REPUBLIKA.CO.ID, ISTANBUL -- Berbagai cara dilakukan Israel untuk melegitimasi kejahatan perangnya terhadap warga Palestina, termasuk di Gaza. Salah satunya digambarkan seorang cendikiawan dan intelektual Israel yang menyebut negaranya menggambarkan warga Palestina layaknya binatang.
Israel menggunakan strategi dehumanisasi, yakni dengan merendahkan martabat orang Palestina. "Israel mengklaim bahwa warga Palestina itu tidak bermoral," kata profesor hukum internasional dan hak asasi manusia Israel Neva Gordon kepada Anadolu, Senin (23/10/2023).

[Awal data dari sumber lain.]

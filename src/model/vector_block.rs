//! Vector block record: the toolpath payload of a work plane.

use super::read_count;
use crate::codec::{Decoder, Encoder, Record, WireType};
use crate::util::Result;

/// Flat coordinate list, `[x0, y0, x1, y1, ...]` (or `x, y, z` triples in 3D).
#[derive(Debug, Clone, Default, PartialEq)]
pub struct Points {
    pub points: Vec<f32>,
}

impl Points {
    pub fn new(points: Vec<f32>) -> Self {
        Self { points }
    }

    /// Build a 2D list from `(x, y)` pairs.
    pub fn from_xy(pairs: &[(f32, f32)]) -> Self {
        Self {
            points: pairs.iter().flat_map(|&(x, y)| [x, y]).collect(),
        }
    }

    /// Iterate the list as `(x, y)` pairs. A trailing odd value is ignored.
    pub fn xy(&self) -> impl Iterator<Item = (f32, f32)> + '_ {
        self.points.chunks_exact(2).map(|p| (p[0], p[1]))
    }
}

impl Record for Points {
    fn encode(&self, enc: &mut Encoder) {
        enc.packed_f32(1, &self.points);
    }

    fn merge_field(&mut self, field: u32, wire: WireType, dec: &mut Decoder<'_>) -> Result<()> {
        match field {
            1 => dec.read_packed_f32(wire, &mut self.points)?,
            _ => dec.skip(wire)?,
        }
        Ok(())
    }
}

/// Geometry carried by a vector block.
#[derive(Debug, Clone, PartialEq)]
pub enum VectorData {
    /// Connected polyline.
    LineSequence(Points),
    /// Independent lines, two points each.
    Hatches(Points),
    /// Isolated exposure points.
    PointSequence(Points),
    /// Connected polyline with `x, y, z` triples.
    LineSequence3D(Points),
}

impl VectorData {
    fn field(&self) -> u32 {
        match self {
            Self::LineSequence(_) => 1,
            Self::Hatches(_) => 2,
            Self::PointSequence(_) => 3,
            Self::LineSequence3D(_) => 4,
        }
    }

    pub fn points(&self) -> &Points {
        match self {
            Self::LineSequence(p)
            | Self::Hatches(p)
            | Self::PointSequence(p)
            | Self::LineSequence3D(p) => p,
        }
    }
}

/// Opaque toolpath record. The writer never looks inside.
#[derive(Debug, Clone, Default, PartialEq)]
pub struct VectorBlock {
    pub data: Option<VectorData>,
    pub marking_params_key: i32,
    pub meta_data: Option<VectorBlockMetaData>,
    pub repeats: u32,
}

impl VectorBlock {
    /// Polyline block from `(x, y)` pairs.
    pub fn line_sequence(pairs: &[(f32, f32)]) -> Self {
        Self {
            data: Some(VectorData::LineSequence(Points::from_xy(pairs))),
            ..Default::default()
        }
    }

    /// Hatch block from `(x, y)` pairs; consecutive pairs form one line.
    pub fn hatches(pairs: &[(f32, f32)]) -> Self {
        Self {
            data: Some(VectorData::Hatches(Points::from_xy(pairs))),
            ..Default::default()
        }
    }

    /// Point list of whichever geometry variant is set.
    pub fn points(&self) -> Option<&Points> {
        self.data.as_ref().map(VectorData::points)
    }
}

impl Record for VectorBlock {
    fn encode(&self, enc: &mut Encoder) {
        if let Some(data) = &self.data {
            enc.message(data.field(), data.points());
        }
        enc.int32(50, self.marking_params_key);
        if let Some(meta) = &self.meta_data {
            enc.message(51, meta);
        }
        enc.int32(52, self.repeats as i32);
    }

    fn merge_field(&mut self, field: u32, wire: WireType, dec: &mut Decoder<'_>) -> Result<()> {
        match field {
            1 => self.data = Some(VectorData::LineSequence(dec.read_message(wire)?)),
            2 => self.data = Some(VectorData::Hatches(dec.read_message(wire)?)),
            3 => self.data = Some(VectorData::PointSequence(dec.read_message(wire)?)),
            4 => self.data = Some(VectorData::LineSequence3D(dec.read_message(wire)?)),
            50 => self.marking_params_key = dec.read_i32(wire)?,
            51 => self.meta_data = Some(dec.read_message(wire)?),
            52 => self.repeats = read_count(dec, wire)?,
            _ => dec.skip(wire)?,
        }
        Ok(())
    }
}

/// Association of a block with a part and contour role.
#[derive(Debug, Clone, Default, PartialEq)]
pub struct VectorBlockMetaData {
    pub part_key: i32,
    /// Index of the contour inside its layer.
    pub contour_index: u32,
}

impl Record for VectorBlockMetaData {
    fn encode(&self, enc: &mut Encoder) {
        enc.int32(1, self.part_key);
        enc.int32(2, self.contour_index as i32);
    }

    fn merge_field(&mut self, field: u32, wire: WireType, dec: &mut Decoder<'_>) -> Result<()> {
        match field {
            1 => self.part_key = dec.read_i32(wire)?,
            2 => self.contour_index = read_count(dec, wire)?,
            _ => dec.skip(wire)?,
        }
        Ok(())
    }
}

#[cfg(test)]
mod tests {
    use super::*;

    #[test]
    fn test_from_xy_flattens() {
        let p = Points::from_xy(&[(0.0, 1.0), (2.0, 3.0)]);
        assert_eq!(p.points, vec![0.0, 1.0, 2.0, 3.0]);
        assert_eq!(p.xy().collect::<Vec<_>>(), vec![(0.0, 1.0), (2.0, 3.0)]);
    }

    #[test]
    fn test_variant_is_preserved() {
        let mut block = VectorBlock::hatches(&[(0.0, 0.0), (1.0, 0.0)]);
        block.marking_params_key = 3;
        block.meta_data = Some(VectorBlockMetaData { part_key: 1, contour_index: 4 });
        let decoded = VectorBlock::from_bytes(&block.to_bytes()).unwrap();
        assert_eq!(decoded, block);
        assert!(matches!(decoded.data, Some(VectorData::Hatches(_))));
    }

    #[test]
    fn test_empty_geometry_stays_present() {
        let block = VectorBlock {
            data: Some(VectorData::PointSequence(Points::default())),
            ..Default::default()
        };
        let decoded = VectorBlock::from_bytes(&block.to_bytes()).unwrap();
        assert_eq!(decoded.data, Some(VectorData::PointSequence(Points::default())));
    }
}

Dehumanisasi yang didoktrin terus menerus mampu membuat tentara Israel hilang rasa kemanusiaannya. Kemudian melakukan serangan-serangan brutal ke warga sipil di Gaza mulai dari pemukiman hingga rumah sakit tanpa ada rasa sesal dan bersalah.
Neve Gordon, anggota Fakultas Hukum di Queen Mary University di London, yang merupakan keturunan Israel, mengatakan kepada Anadolu bahwa Israel bekerja keras untuk melegitimasi kejahatan perang yang dilakukannya.
Menurut Gordon, serangan terhadap wilayah sipil Palestina, seperti rumah sakit, korban luka, petugas medis, dan pihak yang dilindungi secara hukum internasional, bukan pelangaran. Padahal jelas itu adalah sebagai kejahatan perang, terlebih ketika Israel juga memblokir akses listrik dan air bersih di Gaza.
Gordon mengatakan Israel "menafsirkan tindakannya sedemikian rupa untuk menunjukkan bahwa itu dilakukan sesuai dengan hukum perang. Oleh karena itu, Israel mengklaim bahwa tindakannya bermoral, tapi..."pada saat yang sama, Israel merendahkan martabat Palestina dengan mengklaim bahwa mereka tidak bermoral," jelasnya.
"Orang-orang Palestina digambarkan sebagai orang barbar dan primitif dan sebagai orang yang tidak memahami hukum perang, orang yang tidak membedakan antara warga sipil dan kombatan, dan seterusnya, dan oleh karena itu mereka tidak bermoral, sementara Israel mengklaim bahwa mereka mencoba melindungi warga sipil."
Pernyataan seperti Menteri Pertahanan Israel Yoav Gallant yang mengatakan, "Kami berperang melawan binatang" adalah contoh nyata dari strategi untuk mencoba melegitimasi kejahatan perang, kata Gordon. Perbandingan warga Palestina dengan "tikus atau ular" di akun media sosial Israel merupakan upaya untuk "merendahkan martabat" mereka dan "melegitimasi kematian warga sipil."
Perdana Menteri Israel Benjamin Netanyahu mengklaim bahwa Gaza adalah "kota kejahatan." Sambil memerintahkan warga Gaza, "Ketika Israel menyuruh 1,1 juta warga Palestina untuk pindah ke selatan. Kemudian Netanyahu mengklaim bahwa setiap warga sipil Palestina yang tetap tinggal di sana terlibat dalam konflik, memang diperbolehkan mereka menjadi target yang sah, dana ini adalah cara untuk memanipulasi hukum perang."
Gordon juga mendesak media Barat untuk menekankan kemanusiaan mereka pada pihak yang terbunuh. Dan menarik perhatian pada ketidaksetaraan struktural antara Israel dan Palestina di wilayah pendudukan.
Gordon menekankan bahwa membicarakan gencatan senjata saja tidak cukup, dan dekolonisasi Tepi Barat dan Gaza juga harus ditangani. Upaya-upaya harus dilakukan untuk mencapai kesepakatan demokratis antara Sungai Yordan dan Mediterania, katanya.
Israel pada 7 Oktober melancarkan kampanye pengeboman tanpa henti di Jalur Gaza menyusul serangan lintas batas oleh Hamas ke kota-kota perbatasan Israel. Pengeboman ini menyebabkan 2,3 juta penduduk di wilayah tersebut berada dalam pengepungan total dan blokade makanan, bahan bakar, dan pasokan medis.
Sekretaris Jenderal PBB Antonio Guterres menyerukan "gencatan senjata kemanusiaan segera" untuk meringankan "penderitaan manusia yang luar biasa." Hampir 6.500 orang telah terbunuh dalam konflik ini, termasuk setidaknya 5.087 warga Palestina dan lebih dari 1.400 warga Israel.